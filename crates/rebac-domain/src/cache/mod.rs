//! Decision cache for top-level check results.
//!
//! Keys pin the model version and the tuple snapshot (transaction id) a
//! decision was computed at. Both are immutable, so an entry can never go
//! stale and writes need no invalidation: a newer snapshot is simply a
//! different key. Entries age out through TTL and capacity eviction.
//!
//! Caching is disabled by default. The resolver bypasses it for requests
//! carrying contextual tuples or asking for a trace.
//!
//! # Example
//!
//! ```rust,ignore
//! use rebac_domain::cache::{DecisionCache, DecisionCacheConfig, DecisionKey};
//!
//! let cache = DecisionCache::new(DecisionCacheConfig::default().with_enabled(true));
//! let key = DecisionKey::new(3, "user:alice", "viewer", "document:1", 42);
//! cache.insert(key.clone(), true).await;
//! assert_eq!(cache.get(&key).await, Some(true));
//! ```

use std::time::Duration;

use moka::future::Cache;

/// Configuration for the decision cache.
#[derive(Debug, Clone)]
pub struct DecisionCacheConfig {
    /// Whether caching is enabled.
    pub enabled: bool,
    /// Maximum number of entries.
    pub max_capacity: u64,
    /// Time-to-live per entry.
    pub ttl: Duration,
}

impl Default for DecisionCacheConfig {
    fn default() -> Self {
        Self {
            enabled: false,
            max_capacity: 100_000,
            ttl: Duration::from_secs(60),
        }
    }
}

impl DecisionCacheConfig {
    pub fn with_enabled(mut self, enabled: bool) -> Self {
        self.enabled = enabled;
        self
    }

    pub fn with_max_capacity(mut self, max_capacity: u64) -> Self {
        self.max_capacity = max_capacity;
        self
    }

    pub fn with_ttl(mut self, ttl: Duration) -> Self {
        self.ttl = ttl;
        self
    }
}

/// Cache key: `(model_version, user, relation, object, txid)`.
#[derive(Debug, Clone, PartialEq, Eq, Hash)]
pub struct DecisionKey {
    pub model_version: u64,
    pub user: String,
    pub relation: String,
    pub object: String,
    pub txid: u64,
}

impl DecisionKey {
    pub fn new(
        model_version: u64,
        user: impl Into<String>,
        relation: impl Into<String>,
        object: impl Into<String>,
        txid: u64,
    ) -> Self {
        Self {
            model_version,
            user: user.into(),
            relation: relation.into(),
            object: object.into(),
            txid,
        }
    }
}

/// Async, bounded cache of check decisions.
pub struct DecisionCache {
    cache: Cache<DecisionKey, bool>,
    config: DecisionCacheConfig,
}

impl std::fmt::Debug for DecisionCache {
    fn fmt(&self, f: &mut std::fmt::Formatter<'_>) -> std::fmt::Result {
        f.debug_struct("DecisionCache")
            .field("config", &self.config)
            .field("entry_count", &self.cache.entry_count())
            .finish()
    }
}

impl DecisionCache {
    pub fn new(config: DecisionCacheConfig) -> Self {
        let cache = Cache::builder()
            .max_capacity(config.max_capacity)
            .time_to_live(config.ttl)
            .build();
        Self { cache, config }
    }

    pub fn config(&self) -> &DecisionCacheConfig {
        &self.config
    }

    pub fn is_enabled(&self) -> bool {
        self.config.enabled
    }

    /// Stores a decision. No-op when the cache is disabled.
    pub async fn insert(&self, key: DecisionKey, allowed: bool) {
        if !self.config.enabled {
            return;
        }
        self.cache.insert(key, allowed).await;
    }

    /// Looks up a decision. Always a miss when the cache is disabled.
    pub async fn get(&self, key: &DecisionKey) -> Option<bool> {
        if !self.config.enabled {
            return None;
        }
        let result = self.cache.get(key).await;
        if result.is_some() {
            metrics::counter!("rebac_decision_cache_hits_total").increment(1);
        } else {
            metrics::counter!("rebac_decision_cache_misses_total").increment(1);
        }
        result
    }

    /// Drops every entry.
    pub fn clear(&self) {
        self.cache.invalidate_all();
    }

    /// Approximate number of entries. Eviction is lazy, so call
    /// [`run_pending_tasks`](Self::run_pending_tasks) first for an exact count.
    pub fn entry_count(&self) -> u64 {
        self.cache.entry_count()
    }

    pub async fn run_pending_tasks(&self) {
        self.cache.run_pending_tasks().await;
    }
}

_TASK DESCRIPTION_: Copy each entry exactly, with nothing added or dropped.

_RESPONSE FOR THIS EXERCISE_:
filename crates/rebac-domain/src/cache/mod.rs
//! Decision cache for top-level check results.
//!
//! Keys pin the model version and the tuple snapshot (transaction id) a
//! decision was computed at. Both are immutable, so an entry can never go
//! stale and writes need no invalidation: a newer snapshot is simply a
//! different key. Entries age out through TTL and capacity eviction.
//!
//! Caching is disabled by default. The resolver bypasses it for requests
//! carrying contextual tuples or asking for a trace.
//!
//! # Example
//!
//! ```rust,ignore
//! use rebac_domain::cache::{DecisionCache, DecisionCacheConfig, DecisionKey};
//!
//! let cache = DecisionCache::new(DecisionCacheConfig::default().with_enabled(true));
//! let key = DecisionKey::new(3, "user:alice", "viewer", "document:1", 42);
//! cache.insert(key.clone(), true).await;
//! assert_eq!(cache.get(&key).await, Some(true));
//! ```

use std::time::Duration;

use moka::future::Cache;

/// Configuration for the decision cache.
#[derive(Debug, Clone)]
pub struct DecisionCacheConfig {
    /// Whether caching is enabled.
    pub enabled: bool,
    /// Maximum number of entries.
    pub max_capacity: u64,
    /// Time-to-live per entry.
    pub ttl: Duration,
}

impl Default for DecisionCacheConfig {
    fn default() -> Self {
        Self {
            enabled: false,
            max_capacity: 100_000,
            ttl: Duration::from_secs(60),
        }
    }
}

impl DecisionCacheConfig {
    pub fn with_enabled(mut self, enabled: bool) -> Self {
        self.enabled = enabled;
        self
    }

    pub fn with_max_capacity(mut self, max_capacity: u64) -> Self {
        self.max_capacity = max_capacity;
        self
    }

    pub fn with_ttl(mut self, ttl: Duration) -> Self {
        self.ttl = ttl;
        self
    }
}

/// Cache key: `(model_version, user, relation, object, txid)`.
#[derive(Debug, Clone, PartialEq, Eq, Hash)]
pub struct DecisionKey {
    pub model_version: u64,
    pub user: String,
    pub relation: String,
    pub object: String,
    pub txid: u64,
}

impl DecisionKey {
    pub fn new(
        model_version: u64,
        user: impl Into<String>,
        relation: impl Into<String>,
        object: impl Into<String>,
        txid: u64,
    ) -> Self {
        Self {
            model_version,
            user: user.into(),
            relation: relation.into(),
            object: object.into(),
            txid,
        }
    }
}

/// Async, bounded cache of check decisions.
pub struct DecisionCache {
    cache: Cache<DecisionKey, bool>,
    config: DecisionCacheConfig,
}

impl std::fmt::Debug for DecisionCache {
    fn fmt(&self, f: &mut std::fmt::Formatter<'_>) -> std::fmt::Result {
        f.debug_struct("DecisionCache")
            .field("config", &self.config)
            .field("entry_count", &self.cache.entry_count())
            .finish()
    }
}

impl DecisionCache {
    pub fn new(config: DecisionCacheConfig) -> Self {
        let cache = Cache::builder()
            .max_capacity(config.max_capacity)
            .time_to_live(config.ttl)
            .build();
        Self { cache, config }
    }

    pub fn config(&self) -> &DecisionCacheConfig {
        &self.config
    }

    pub fn is_enabled(&self) -> bool {
        self.config.enabled
    }

    /// Stores a decision. No-op when the cache is disabled.
    pub async fn insert(&self, key: DecisionKey, allowed: bool) {
        if !self.config.enabled {
            return;
        }
        self.cache.insert(key, allowed).await;
    }

    /// Looks up a decision. Always a miss when the cache is disabled.
    pub async fn get(&self, key: &DecisionKey) -> Option<bool> {
        if !self.config.enabled {
            return None;
        }
        let result = self.cache.get(key).await;
        if result.is_some() {
            metrics::counter!("rebac_decision_cache_hits_total").increment(1);
        } else {
            metrics::counter!("rebac_decision_cache_misses_total").increment(1);
        }
        result
    }

    /// Drops every entry.
    pub fn clear(&self) {
        self.cache.invalidate_all();
    }

    /// Approximate number of entries. Eviction is lazy, so call
    /// [`run_pending_tasks`](Self::run_pending_tasks) first for an exact count.
    pub fn entry_count(&self) -> u64 {
        self.cache.entry_count()
    }

    pub async fn run_pending_tasks(&self) {
        self.cache.run_pending_tasks().await;
    }
}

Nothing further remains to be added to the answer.